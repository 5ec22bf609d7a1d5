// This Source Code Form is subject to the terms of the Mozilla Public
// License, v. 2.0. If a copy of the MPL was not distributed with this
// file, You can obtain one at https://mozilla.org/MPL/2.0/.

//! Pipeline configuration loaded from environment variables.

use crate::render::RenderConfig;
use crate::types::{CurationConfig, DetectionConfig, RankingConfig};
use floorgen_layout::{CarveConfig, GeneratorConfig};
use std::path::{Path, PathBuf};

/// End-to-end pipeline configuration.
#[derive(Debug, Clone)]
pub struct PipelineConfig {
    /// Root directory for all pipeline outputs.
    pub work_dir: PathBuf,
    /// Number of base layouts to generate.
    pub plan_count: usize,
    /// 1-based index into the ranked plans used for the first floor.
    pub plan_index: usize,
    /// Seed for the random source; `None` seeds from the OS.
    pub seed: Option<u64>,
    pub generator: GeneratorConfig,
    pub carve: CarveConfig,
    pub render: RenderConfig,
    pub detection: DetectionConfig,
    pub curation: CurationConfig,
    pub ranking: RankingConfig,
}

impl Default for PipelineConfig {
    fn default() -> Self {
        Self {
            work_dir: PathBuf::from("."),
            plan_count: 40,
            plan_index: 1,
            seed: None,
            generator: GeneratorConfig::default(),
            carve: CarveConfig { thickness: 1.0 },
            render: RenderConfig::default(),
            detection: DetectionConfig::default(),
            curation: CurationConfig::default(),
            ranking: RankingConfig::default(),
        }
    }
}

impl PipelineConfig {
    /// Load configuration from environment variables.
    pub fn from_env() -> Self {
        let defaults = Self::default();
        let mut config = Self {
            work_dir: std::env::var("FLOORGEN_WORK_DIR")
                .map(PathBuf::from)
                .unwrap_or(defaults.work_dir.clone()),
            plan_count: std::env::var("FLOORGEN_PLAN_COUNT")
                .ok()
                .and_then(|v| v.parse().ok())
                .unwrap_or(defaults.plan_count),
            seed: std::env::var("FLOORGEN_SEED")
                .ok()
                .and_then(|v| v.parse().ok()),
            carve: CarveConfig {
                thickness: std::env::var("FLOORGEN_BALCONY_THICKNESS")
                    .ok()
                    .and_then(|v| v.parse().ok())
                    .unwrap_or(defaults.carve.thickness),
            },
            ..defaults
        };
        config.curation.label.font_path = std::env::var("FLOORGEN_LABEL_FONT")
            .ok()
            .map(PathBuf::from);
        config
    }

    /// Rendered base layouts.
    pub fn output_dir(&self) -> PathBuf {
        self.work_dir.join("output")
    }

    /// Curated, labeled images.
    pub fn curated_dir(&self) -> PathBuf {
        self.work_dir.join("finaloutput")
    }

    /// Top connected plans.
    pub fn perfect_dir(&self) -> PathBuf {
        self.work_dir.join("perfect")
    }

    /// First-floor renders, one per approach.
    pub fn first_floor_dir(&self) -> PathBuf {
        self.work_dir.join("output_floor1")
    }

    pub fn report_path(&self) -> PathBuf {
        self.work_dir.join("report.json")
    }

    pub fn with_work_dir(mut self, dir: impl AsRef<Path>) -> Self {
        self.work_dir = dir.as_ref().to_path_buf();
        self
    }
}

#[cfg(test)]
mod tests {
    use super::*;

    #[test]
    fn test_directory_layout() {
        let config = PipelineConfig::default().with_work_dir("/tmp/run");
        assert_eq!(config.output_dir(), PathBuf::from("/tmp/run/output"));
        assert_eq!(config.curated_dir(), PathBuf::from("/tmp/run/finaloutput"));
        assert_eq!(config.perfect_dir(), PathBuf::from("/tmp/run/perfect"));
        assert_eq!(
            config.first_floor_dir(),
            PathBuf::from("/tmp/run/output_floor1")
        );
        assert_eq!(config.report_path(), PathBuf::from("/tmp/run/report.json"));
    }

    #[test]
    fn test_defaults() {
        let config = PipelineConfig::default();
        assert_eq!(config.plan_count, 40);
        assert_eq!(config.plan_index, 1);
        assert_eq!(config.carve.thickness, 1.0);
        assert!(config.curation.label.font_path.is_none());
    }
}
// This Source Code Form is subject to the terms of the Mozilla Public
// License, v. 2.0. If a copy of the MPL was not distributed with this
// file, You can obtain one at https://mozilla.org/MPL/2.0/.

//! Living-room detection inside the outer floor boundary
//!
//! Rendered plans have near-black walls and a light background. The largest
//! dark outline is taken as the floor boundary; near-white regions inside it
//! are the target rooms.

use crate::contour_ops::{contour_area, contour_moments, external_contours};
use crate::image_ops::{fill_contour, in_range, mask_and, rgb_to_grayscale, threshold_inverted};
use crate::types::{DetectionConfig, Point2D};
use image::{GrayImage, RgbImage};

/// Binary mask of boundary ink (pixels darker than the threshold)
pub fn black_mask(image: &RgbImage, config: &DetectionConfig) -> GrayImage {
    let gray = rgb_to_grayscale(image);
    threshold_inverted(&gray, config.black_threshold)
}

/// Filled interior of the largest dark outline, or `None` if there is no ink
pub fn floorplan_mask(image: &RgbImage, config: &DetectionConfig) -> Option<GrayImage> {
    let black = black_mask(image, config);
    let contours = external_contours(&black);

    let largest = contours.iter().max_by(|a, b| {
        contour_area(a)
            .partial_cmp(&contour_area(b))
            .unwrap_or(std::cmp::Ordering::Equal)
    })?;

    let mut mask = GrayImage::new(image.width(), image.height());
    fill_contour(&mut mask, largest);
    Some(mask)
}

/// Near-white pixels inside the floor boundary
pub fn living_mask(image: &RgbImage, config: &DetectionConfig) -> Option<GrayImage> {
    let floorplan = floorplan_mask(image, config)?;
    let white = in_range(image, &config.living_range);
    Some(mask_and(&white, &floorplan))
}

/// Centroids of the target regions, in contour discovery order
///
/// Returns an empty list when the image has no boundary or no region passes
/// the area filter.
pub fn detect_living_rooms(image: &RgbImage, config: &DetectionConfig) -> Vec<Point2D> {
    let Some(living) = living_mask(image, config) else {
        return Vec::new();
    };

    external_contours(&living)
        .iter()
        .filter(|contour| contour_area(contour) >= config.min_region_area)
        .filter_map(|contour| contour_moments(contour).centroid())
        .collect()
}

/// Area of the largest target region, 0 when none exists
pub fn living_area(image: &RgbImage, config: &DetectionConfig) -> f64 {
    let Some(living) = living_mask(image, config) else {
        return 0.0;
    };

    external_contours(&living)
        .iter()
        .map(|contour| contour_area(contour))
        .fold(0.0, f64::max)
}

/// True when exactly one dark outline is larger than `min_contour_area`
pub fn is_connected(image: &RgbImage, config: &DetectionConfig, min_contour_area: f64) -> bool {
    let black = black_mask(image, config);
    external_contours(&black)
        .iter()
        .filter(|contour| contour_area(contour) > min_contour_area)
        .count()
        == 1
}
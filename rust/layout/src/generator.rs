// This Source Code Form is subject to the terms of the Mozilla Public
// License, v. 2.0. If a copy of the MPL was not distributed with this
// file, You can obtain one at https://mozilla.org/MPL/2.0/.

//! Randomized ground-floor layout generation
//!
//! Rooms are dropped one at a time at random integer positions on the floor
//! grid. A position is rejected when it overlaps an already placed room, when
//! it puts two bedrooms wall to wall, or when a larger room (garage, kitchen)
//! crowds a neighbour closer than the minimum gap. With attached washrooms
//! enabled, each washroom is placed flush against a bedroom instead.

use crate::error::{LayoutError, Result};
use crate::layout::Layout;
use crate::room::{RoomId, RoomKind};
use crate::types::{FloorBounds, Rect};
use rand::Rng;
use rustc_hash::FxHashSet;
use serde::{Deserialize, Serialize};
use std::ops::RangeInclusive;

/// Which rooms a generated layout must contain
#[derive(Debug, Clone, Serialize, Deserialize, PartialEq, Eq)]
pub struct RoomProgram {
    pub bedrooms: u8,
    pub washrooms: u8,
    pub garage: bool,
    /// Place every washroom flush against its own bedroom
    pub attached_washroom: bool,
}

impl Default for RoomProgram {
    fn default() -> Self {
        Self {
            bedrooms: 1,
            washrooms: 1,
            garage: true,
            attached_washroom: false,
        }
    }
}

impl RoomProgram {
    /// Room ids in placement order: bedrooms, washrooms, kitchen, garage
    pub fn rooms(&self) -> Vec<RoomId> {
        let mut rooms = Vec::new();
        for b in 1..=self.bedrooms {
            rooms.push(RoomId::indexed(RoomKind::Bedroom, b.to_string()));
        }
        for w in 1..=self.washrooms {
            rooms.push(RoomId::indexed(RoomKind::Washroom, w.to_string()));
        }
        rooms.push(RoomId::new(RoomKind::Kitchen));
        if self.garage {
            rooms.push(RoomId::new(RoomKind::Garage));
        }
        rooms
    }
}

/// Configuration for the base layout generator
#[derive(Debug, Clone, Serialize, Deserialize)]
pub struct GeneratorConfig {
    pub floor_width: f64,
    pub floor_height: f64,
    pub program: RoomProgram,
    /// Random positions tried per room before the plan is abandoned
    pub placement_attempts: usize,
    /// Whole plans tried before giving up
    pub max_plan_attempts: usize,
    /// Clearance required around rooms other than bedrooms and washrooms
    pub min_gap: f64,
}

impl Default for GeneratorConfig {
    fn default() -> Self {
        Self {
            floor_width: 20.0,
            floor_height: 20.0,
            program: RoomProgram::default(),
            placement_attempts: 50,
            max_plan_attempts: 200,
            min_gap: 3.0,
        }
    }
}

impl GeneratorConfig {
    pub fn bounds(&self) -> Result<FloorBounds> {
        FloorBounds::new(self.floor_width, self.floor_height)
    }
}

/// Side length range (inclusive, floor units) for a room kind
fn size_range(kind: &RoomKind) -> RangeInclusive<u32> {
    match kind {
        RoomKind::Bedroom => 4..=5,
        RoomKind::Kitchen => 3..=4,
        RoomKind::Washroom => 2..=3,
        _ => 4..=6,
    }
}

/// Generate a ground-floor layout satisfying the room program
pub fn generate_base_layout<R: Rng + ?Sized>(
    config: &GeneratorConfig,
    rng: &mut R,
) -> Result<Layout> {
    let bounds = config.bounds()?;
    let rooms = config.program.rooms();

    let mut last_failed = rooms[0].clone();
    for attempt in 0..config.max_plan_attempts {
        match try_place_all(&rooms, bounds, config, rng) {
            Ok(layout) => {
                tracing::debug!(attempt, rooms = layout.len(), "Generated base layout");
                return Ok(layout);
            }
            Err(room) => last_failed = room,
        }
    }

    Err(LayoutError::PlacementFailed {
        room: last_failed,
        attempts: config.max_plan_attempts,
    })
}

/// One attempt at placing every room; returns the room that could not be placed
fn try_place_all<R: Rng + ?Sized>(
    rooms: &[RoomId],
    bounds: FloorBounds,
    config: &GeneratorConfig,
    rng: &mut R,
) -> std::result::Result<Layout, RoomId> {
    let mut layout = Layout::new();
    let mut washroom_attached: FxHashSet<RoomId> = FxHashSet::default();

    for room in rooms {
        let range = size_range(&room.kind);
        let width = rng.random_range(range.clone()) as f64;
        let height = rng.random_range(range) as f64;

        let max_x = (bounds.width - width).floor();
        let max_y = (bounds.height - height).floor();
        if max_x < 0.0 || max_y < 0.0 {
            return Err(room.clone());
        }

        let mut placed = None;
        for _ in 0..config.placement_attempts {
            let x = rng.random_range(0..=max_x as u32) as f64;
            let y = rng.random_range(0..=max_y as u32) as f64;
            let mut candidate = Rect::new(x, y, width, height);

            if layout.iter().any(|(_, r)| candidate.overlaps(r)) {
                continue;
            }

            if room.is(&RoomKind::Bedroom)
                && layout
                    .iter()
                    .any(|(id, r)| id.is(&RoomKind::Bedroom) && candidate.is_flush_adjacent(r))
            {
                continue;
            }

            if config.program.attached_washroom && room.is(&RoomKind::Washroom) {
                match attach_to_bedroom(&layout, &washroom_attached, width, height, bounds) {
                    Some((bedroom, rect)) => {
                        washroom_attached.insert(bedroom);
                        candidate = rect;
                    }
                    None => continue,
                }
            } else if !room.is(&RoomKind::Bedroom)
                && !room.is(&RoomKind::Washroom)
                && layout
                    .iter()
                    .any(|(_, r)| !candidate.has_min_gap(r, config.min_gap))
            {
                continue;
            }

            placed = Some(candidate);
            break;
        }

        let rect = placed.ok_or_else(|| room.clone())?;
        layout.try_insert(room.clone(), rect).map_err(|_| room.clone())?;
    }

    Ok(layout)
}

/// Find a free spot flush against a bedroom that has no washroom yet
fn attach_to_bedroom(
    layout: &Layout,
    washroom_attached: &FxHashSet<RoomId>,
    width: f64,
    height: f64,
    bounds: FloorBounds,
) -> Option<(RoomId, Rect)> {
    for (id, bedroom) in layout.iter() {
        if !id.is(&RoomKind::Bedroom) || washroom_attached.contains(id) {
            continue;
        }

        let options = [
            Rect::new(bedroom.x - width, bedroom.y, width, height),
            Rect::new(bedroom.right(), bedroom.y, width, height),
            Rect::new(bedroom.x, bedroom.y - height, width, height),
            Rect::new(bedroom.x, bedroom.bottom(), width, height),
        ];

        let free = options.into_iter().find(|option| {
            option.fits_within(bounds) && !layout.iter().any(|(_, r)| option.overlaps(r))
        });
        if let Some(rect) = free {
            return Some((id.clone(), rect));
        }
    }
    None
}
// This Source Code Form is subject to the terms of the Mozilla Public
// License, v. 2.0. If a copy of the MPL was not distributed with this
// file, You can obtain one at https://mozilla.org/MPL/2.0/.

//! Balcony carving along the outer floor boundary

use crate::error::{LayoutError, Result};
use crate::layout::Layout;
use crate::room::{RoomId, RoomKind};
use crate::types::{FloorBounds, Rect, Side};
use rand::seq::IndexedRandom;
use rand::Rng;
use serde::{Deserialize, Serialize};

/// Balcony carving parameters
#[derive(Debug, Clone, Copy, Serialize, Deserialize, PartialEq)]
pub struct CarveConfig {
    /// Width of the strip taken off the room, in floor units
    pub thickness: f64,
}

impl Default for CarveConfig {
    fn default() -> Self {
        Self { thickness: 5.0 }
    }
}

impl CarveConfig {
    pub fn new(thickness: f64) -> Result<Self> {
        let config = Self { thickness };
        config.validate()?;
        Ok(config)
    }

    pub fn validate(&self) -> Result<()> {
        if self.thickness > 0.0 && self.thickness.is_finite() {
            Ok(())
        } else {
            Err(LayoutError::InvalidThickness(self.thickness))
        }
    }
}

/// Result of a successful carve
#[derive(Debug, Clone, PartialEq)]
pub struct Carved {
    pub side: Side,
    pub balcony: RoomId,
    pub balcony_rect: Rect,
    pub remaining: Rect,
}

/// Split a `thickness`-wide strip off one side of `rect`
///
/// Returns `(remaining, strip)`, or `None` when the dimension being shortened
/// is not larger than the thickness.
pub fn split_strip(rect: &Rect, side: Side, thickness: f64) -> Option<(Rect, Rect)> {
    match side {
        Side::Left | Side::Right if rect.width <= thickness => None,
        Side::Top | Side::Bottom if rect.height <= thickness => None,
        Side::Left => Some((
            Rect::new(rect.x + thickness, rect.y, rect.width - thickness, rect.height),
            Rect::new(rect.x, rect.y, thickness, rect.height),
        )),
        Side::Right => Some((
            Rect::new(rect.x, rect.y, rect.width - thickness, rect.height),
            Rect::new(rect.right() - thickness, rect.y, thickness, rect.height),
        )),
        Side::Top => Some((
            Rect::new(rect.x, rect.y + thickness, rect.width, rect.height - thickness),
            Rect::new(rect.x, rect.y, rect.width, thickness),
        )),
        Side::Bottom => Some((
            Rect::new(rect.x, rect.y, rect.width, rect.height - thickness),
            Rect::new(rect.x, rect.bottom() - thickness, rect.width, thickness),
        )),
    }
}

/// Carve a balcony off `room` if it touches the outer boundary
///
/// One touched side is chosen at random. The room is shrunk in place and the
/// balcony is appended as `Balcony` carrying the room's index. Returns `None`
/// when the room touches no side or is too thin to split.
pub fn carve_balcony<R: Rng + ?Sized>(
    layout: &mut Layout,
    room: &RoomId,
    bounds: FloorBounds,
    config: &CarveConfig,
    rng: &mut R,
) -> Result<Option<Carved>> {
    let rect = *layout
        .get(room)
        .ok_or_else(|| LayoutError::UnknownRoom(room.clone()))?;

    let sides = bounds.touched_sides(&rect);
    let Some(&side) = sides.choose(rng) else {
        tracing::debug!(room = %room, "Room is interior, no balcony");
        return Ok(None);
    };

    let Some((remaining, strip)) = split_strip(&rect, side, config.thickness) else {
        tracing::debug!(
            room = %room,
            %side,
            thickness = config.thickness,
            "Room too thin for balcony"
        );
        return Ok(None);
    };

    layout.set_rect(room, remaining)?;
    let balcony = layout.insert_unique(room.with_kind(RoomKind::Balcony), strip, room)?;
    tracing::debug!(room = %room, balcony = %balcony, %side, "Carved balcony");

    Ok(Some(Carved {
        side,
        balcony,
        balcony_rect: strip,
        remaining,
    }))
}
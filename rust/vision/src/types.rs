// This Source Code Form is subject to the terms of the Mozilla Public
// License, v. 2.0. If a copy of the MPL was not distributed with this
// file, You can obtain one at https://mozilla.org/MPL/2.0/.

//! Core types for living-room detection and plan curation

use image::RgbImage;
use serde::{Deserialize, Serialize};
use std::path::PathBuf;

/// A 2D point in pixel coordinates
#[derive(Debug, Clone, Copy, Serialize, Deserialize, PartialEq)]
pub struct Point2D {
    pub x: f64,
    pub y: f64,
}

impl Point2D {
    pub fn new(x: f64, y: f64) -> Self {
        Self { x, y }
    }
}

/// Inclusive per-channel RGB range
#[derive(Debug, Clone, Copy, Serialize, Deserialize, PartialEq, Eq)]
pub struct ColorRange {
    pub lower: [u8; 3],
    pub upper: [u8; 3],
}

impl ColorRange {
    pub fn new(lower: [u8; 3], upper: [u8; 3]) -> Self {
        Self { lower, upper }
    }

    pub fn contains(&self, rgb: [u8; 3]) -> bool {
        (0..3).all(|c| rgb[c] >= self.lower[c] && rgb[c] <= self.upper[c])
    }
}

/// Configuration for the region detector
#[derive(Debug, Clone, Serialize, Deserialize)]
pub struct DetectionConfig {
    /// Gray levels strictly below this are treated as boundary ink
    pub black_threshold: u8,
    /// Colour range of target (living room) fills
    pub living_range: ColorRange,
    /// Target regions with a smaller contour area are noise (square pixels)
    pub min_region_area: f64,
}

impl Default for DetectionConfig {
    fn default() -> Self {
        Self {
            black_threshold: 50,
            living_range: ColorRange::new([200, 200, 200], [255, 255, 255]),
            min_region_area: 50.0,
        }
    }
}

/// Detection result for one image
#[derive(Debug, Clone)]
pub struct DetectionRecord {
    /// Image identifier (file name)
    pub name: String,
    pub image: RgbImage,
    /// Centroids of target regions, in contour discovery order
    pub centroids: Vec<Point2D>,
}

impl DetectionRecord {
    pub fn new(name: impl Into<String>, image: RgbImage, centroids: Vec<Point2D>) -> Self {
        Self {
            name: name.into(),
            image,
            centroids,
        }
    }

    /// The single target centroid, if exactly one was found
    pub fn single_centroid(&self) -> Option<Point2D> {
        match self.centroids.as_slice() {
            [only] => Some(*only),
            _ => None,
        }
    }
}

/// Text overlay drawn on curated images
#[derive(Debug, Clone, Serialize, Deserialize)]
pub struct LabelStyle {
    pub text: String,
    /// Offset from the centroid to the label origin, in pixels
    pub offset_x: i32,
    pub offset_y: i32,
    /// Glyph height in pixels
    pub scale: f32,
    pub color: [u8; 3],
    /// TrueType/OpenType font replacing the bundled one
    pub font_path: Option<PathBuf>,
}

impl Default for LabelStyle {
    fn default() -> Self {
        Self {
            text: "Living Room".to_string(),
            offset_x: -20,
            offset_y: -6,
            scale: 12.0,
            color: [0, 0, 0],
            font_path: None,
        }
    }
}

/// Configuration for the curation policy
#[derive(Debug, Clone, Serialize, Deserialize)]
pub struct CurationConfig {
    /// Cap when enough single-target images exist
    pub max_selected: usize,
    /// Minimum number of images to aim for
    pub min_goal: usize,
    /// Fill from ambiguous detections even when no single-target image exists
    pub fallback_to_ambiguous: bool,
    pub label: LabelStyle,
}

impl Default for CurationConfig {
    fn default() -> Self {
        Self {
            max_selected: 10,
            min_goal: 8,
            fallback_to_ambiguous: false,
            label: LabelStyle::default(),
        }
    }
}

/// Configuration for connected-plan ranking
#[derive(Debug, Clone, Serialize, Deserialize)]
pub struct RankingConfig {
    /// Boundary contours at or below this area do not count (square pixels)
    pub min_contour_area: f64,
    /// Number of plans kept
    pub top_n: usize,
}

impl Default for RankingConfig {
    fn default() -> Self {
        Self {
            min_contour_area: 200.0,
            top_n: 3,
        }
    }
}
------------
WHAT NEEDS TO BE DONE -
What lines in the data above carry "CurationConfig"? Return them all.

EXERCISE RESULT -
use crate::types::{CurationConfig, DetectionConfig, RankingConfig};
    pub curation: CurationConfig,
            curation: CurationConfig::default(),
pub struct CurationConfig {
impl Default for CurationConfig {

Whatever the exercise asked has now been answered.